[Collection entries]
◆ ◆ ◆ ◆ ◆
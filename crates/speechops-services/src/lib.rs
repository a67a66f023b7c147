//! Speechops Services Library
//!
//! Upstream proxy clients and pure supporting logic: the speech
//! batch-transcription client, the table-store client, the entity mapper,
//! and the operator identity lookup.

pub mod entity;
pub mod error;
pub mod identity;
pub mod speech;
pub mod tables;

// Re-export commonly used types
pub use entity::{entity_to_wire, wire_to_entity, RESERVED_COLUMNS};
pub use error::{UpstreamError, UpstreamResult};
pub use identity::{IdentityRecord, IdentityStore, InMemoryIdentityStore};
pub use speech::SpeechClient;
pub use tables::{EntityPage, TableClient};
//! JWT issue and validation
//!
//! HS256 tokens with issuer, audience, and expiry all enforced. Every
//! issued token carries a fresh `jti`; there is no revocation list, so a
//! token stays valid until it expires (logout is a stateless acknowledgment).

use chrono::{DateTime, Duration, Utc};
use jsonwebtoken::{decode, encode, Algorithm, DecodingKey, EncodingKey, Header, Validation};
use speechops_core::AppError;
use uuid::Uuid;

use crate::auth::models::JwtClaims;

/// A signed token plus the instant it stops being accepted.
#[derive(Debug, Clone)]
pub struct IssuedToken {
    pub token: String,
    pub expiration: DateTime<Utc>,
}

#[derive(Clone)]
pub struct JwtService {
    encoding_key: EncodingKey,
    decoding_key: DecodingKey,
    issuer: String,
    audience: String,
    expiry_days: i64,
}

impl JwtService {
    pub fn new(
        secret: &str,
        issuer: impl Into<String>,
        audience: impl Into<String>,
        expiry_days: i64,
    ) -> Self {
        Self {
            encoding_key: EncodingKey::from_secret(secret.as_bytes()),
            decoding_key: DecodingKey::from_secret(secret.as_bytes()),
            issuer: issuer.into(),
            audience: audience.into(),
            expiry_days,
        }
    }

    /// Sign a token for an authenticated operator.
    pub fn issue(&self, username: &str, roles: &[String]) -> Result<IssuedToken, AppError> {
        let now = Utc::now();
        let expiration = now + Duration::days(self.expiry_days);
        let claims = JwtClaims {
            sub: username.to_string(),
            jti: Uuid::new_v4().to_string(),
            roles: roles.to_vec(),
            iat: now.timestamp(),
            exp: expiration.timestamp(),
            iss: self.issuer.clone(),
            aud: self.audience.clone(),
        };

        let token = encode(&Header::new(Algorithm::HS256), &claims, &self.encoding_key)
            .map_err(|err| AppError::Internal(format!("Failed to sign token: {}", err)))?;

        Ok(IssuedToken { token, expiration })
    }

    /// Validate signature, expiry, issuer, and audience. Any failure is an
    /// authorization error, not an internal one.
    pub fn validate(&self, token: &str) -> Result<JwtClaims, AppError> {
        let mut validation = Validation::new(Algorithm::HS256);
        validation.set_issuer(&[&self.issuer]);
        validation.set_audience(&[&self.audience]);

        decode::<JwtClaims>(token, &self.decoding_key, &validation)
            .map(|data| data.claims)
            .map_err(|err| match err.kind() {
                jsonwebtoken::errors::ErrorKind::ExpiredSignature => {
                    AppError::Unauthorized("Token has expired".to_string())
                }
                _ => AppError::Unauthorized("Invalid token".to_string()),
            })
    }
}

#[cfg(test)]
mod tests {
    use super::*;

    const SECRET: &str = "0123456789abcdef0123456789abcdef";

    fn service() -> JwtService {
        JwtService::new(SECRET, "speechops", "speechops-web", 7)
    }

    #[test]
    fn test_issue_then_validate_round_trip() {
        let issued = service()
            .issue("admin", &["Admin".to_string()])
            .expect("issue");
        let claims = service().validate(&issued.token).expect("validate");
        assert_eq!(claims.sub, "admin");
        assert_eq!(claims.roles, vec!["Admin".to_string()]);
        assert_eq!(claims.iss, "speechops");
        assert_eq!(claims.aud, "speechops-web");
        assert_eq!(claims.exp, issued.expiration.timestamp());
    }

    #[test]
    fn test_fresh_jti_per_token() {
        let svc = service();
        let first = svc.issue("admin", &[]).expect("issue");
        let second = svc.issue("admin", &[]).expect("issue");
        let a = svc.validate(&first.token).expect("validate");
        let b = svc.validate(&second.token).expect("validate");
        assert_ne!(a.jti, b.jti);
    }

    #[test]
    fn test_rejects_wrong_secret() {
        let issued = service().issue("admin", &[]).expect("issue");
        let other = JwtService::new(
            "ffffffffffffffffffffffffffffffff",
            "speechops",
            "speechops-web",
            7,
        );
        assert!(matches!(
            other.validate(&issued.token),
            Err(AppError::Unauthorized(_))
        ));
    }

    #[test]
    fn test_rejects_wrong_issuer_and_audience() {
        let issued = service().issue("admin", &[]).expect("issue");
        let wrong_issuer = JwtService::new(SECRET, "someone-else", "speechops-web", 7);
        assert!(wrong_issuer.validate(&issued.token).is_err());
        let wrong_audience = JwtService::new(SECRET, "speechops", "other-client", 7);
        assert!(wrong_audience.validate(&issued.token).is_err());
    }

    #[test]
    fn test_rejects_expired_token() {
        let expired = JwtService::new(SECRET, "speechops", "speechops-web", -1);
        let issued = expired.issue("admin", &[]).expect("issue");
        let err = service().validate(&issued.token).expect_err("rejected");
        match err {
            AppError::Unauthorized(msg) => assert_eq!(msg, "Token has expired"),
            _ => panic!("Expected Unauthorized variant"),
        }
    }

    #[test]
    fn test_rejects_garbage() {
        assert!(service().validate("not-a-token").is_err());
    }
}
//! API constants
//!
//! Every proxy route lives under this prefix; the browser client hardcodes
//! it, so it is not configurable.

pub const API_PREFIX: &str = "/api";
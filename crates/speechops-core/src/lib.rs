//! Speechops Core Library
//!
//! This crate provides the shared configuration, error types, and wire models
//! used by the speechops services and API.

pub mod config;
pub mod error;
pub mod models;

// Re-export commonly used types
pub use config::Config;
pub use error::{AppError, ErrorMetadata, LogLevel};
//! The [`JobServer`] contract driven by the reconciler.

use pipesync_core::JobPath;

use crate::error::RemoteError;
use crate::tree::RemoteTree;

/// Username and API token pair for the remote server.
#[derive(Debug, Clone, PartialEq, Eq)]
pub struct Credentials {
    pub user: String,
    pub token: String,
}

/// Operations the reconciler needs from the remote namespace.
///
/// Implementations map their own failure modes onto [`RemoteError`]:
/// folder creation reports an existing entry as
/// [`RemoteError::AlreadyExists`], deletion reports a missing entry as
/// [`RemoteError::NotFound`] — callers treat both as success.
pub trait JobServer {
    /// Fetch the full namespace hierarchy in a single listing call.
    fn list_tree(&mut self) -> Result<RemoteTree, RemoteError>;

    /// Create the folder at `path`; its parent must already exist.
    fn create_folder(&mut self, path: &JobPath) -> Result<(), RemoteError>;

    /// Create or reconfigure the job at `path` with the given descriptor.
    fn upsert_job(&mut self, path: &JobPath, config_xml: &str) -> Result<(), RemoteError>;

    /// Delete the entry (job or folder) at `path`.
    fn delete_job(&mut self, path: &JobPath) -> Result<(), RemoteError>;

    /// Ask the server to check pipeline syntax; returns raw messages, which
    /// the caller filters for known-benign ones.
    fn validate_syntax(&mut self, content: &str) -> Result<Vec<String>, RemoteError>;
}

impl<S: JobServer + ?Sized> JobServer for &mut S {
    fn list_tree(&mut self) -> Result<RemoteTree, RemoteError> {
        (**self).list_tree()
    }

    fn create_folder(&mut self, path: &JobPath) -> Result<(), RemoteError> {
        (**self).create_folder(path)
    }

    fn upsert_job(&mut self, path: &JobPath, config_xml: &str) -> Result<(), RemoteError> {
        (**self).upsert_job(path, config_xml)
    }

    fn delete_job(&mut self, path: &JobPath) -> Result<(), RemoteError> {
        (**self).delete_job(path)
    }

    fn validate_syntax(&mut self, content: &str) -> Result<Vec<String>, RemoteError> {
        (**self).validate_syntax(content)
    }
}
◆ ◆ ◆ ◆ ◆
# Task directions
Word for word, repeat the lines from the one holding "for known-benign ones." through the last line of the entries, both included.

# Completed task
    /// the caller filters for known-benign ones.
    fn validate_syntax(&mut self, content: &str) -> Result<Vec<String>, RemoteError>;
}

impl<S: JobServer + ?Sized> JobServer for &mut S {
    fn list_tree(&mut self) -> Result<RemoteTree, RemoteError> {
        (**self).list_tree()
    }

    fn create_folder(&mut self, path: &JobPath) -> Result<(), RemoteError> {
        (**self).create_folder(path)
    }

    fn upsert_job(&mut self, path: &JobPath, config_xml: &str) -> Result<(), RemoteError> {
        (**self).upsert_job(path, config_xml)
    }

    fn delete_job(&mut self, path: &JobPath) -> Result<(), RemoteError> {
        (**self).delete_job(path)
    }

    fn validate_syntax(&mut self, content: &str) -> Result<Vec<String>, RemoteError> {
        (**self).validate_syntax(content)
    }
}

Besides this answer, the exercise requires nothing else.